» **Supplied information**:
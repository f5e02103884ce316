//! Microbenchmarks of the heat equation solver

use compute::{solve, DormandPrince, HeatEquation};
use criterion::{criterion_group, criterion_main, BenchmarkId, Criterion, Throughput};
use data::{parameters::Parameters, Grid};
use ndarray::Array1;
use std::hint::black_box;

/// Cost of one right-hand side evaluation for various grid sizes
fn rhs_benchmark(c: &mut Criterion) {
    let mut group = c.benchmark_group("compute::dudt");
    for size_pow2 in 4..=12 {
        let num_points = 2usize.pow(size_pow2);
        let xsize = 10.0;
        let grid = Grid::centered(xsize, xsize / num_points as f64, num_points);
        let heat = HeatEquation::on_grid(black_box(23.0), &grid);
        let u = Array1::from_iter(grid.coords().iter().map(|&x| (-x * x).exp()));

        group.throughput(Throughput::Elements(num_points as u64));
        group.bench_function(BenchmarkId::from_parameter(num_points), |b| {
            b.iter(|| heat.dudt(black_box(u.view())));
        });
    }
    group.finish();
}

/// Cost of a complete run with the adaptive integrator
fn solve_benchmark(c: &mut Criterion) {
    let mut group = c.benchmark_group("compute::solve");
    group.sample_size(10);
    for dx in [0.4, 0.2, 0.1] {
        let params = Parameters {
            dx,
            ..Default::default()
        };
        let integrator = DormandPrince::default();
        group.bench_function(BenchmarkId::from_parameter(dx), |b| {
            b.iter(|| solve(black_box(&params), &integrator));
        });
    }
    group.finish();
}

criterion_group!(benches, rhs_benchmark, solve_benchmark);
criterion_main!(benches);
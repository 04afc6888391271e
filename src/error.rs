use thiserror::Error;

/// Taxonomy code attached to every authorization failure.
pub const AUTH_ERROR_CODE: u16 = 2001;

/// Main error type for the upstream feed
#[derive(Error, Debug)]
pub enum FeedError {
    #[error("configuration error: {0}")]
    Config(String),

    #[error("connection error: {0}")]
    Connection(String),

    #[error("upstream returned HTTP {status}: {body}")]
    Http { status: u16, body: String },

    #[error("parse error: {0}")]
    Parse(String),

    #[error("authorization failed (code 2001): {reason}")]
    Auth { reason: String },
}

impl FeedError {
    /// Numeric taxonomy code, present only on coded variants.
    pub fn code(&self) -> Option<u16> {
        match self {
            FeedError::Auth { .. } => Some(AUTH_ERROR_CODE),
            _ => None,
        }
    }
}

impl From<reqwest::Error> for FeedError {
    fn from(err: reqwest::Error) -> Self {
        if err.is_timeout() {
            FeedError::Connection("request timed out".to_string())
        } else if err.is_connect() {
            FeedError::Connection(format!("failed to connect to upstream: {}", err))
        } else if err.is_decode() {
            FeedError::Parse(err.to_string())
        } else {
            FeedError::Connection(err.to_string())
        }
    }
}

impl From<serde_json::Error> for FeedError {
    fn from(err: serde_json::Error) -> Self {
        FeedError::Parse(err.to_string())
    }
}

impl From<tokio_tungstenite::tungstenite::Error> for FeedError {
    fn from(err: tokio_tungstenite::tungstenite::Error) -> Self {
        FeedError::Connection(err.to_string())
    }
}

#[cfg(test)]
mod tests {
    use super::*;

    #[test]
    fn auth_errors_carry_the_taxonomy_code() {
        let err = FeedError::Auth {
            reason: "signature mismatch".to_string(),
        };
        assert_eq!(err.code(), Some(2001));
        assert!(err.to_string().contains("2001"));
        assert!(err.to_string().contains("signature mismatch"));
    }

    #[test]
    fn other_errors_have_no_code() {
        assert_eq!(FeedError::Config("empty markets".into()).code(), None);
        let err = FeedError::Http {
            status: 502,
            body: "bad gateway".into(),
        };
        assert_eq!(err.code(), None);
    }
}
//! Event bus and readiness signaling
//!
//! Normalized market updates fan out to consumers over a broadcast channel.
//! Events carry copies of the per-symbol state, never references into the
//! engine's stores. Publishing with no subscribers is fine; a lagging
//! subscriber loses the oldest events, not the newest.

use std::collections::HashMap;

use rust_decimal::Decimal;
use tokio::sync::{broadcast, watch};

use crate::market::{Candle, KLineSeries, OrderBook, Side, TradeBook};

/// Normalized 24h ticker payload
#[derive(Debug, Clone)]
pub struct TickerInfo {
    pub low: Decimal,
    pub high: Decimal,
    pub last: Decimal,
    pub volume: Decimal,
    pub open: Decimal,
    /// Best ask
    pub sell: Decimal,
    /// Best bid
    pub buy: Decimal,
    pub avg_price: Decimal,
    /// Kept as the raw wire string
    pub price_change_percent: String,
}

/// Normalized live trade payload
#[derive(Debug, Clone)]
pub struct TradeInfo {
    pub tid: i64,
    pub side: Side,
    /// Trade time in seconds
    pub date: i64,
    pub price: Decimal,
    pub amount: Decimal,
}

/// Everything the engine and trader publish
#[derive(Debug, Clone)]
pub enum BusEvent {
    /// All order books committed their first snapshot
    OrderBookOpen(HashMap<String, OrderBook>),
    /// All trade tapes seeded
    TradeBookOpen(HashMap<String, TradeBook>),
    /// Every period of every symbol loaded its history
    KlineOpen(HashMap<String, KLineSeries>),
    Ticker {
        symbol: String,
        data: TickerInfo,
    },
    Trade {
        symbol: String,
        data: TradeInfo,
    },
    Kline {
        symbol: String,
        period: u32,
        data: Candle,
    },
    /// Transport or upstream failure; a supervisor decides what to do
    Error(String),
}

/// Named-event fan-out over a broadcast channel
#[derive(Debug, Clone)]
pub struct EventBus {
    tx: broadcast::Sender<BusEvent>,
}

impl EventBus {
    pub fn new(capacity: usize) -> Self {
        let (tx, _) = broadcast::channel(capacity);
        Self { tx }
    }

    pub fn subscribe(&self) -> broadcast::Receiver<BusEvent> {
        self.tx.subscribe()
    }

    /// Delivers to current subscribers; no subscribers is not an error.
    pub fn publish(&self, event: BusEvent) {
        let _ = self.tx.send(event);
    }
}

impl Default for EventBus {
    fn default() -> Self {
        Self::new(256)
    }
}

/// Edge-triggered readiness gate
///
/// Flipped once by the engine when every initial snapshot has landed.
/// Waiters subscribed before the flip wake exactly once when it happens;
/// waiters arriving after it return immediately.
#[derive(Debug, Clone)]
pub struct ReadyGate {
    tx: std::sync::Arc<watch::Sender<bool>>,
}

impl ReadyGate {
    pub fn new() -> Self {
        let (tx, _) = watch::channel(false);
        Self {
            tx: std::sync::Arc::new(tx),
        }
    }

    pub fn set(&self) {
        self.tx.send_replace(true);
    }

    pub fn is_ready(&self) -> bool {
        *self.tx.borrow()
    }

    /// Resolves when the gate is (or becomes) ready.
    pub async fn wait(&self) {
        let mut rx = self.tx.subscribe();
        // the sender lives in self, so wait_for cannot fail here
        let _ = rx.wait_for(|ready| *ready).await;
    }
}

impl Default for ReadyGate {
    fn default() -> Self {
        Self::new()
    }
}
//! Per-symbol market state
//!
//! The three stores the stream engine maintains for every subscribed symbol:
//! a generation-gated order book, the trade tapes, and the candle series.

pub mod kline;
pub mod orderbook;
pub mod tradebook;

use serde::{Deserialize, Serialize};

pub use kline::{Candle, KLineSeries};
pub use orderbook::OrderBook;
pub use tradebook::{TradeBook, TradeEntry};

/// Taker direction of a trade
#[derive(Debug, Clone, Copy, PartialEq, Eq, Serialize, Deserialize)]
#[serde(rename_all = "lowercase")]
pub enum Side {
    Buy,
    Sell,
}

impl Side {
    /// Upstream wire form ("BUY" / "SELL")
    pub fn as_str(&self) -> &'static str {
        match self {
            Side::Buy => "BUY",
            Side::Sell => "SELL",
        }
    }
}

impl std::fmt::Display for Side {
    fn fmt(&self, f: &mut std::fmt::Formatter<'_>) -> std::fmt::Result {
        match self {
            Side::Buy => write!(f, "buy"),
            Side::Sell => write!(f, "sell"),
        }
    }
}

» **What is expected**: Search the listing for the word "data". Copy every line in which it occurs.

» **The answer**:
use data::{parameters::Parameters, Grid};
        data: TickerInfo,
        data: TradeInfo,
        data: Candle,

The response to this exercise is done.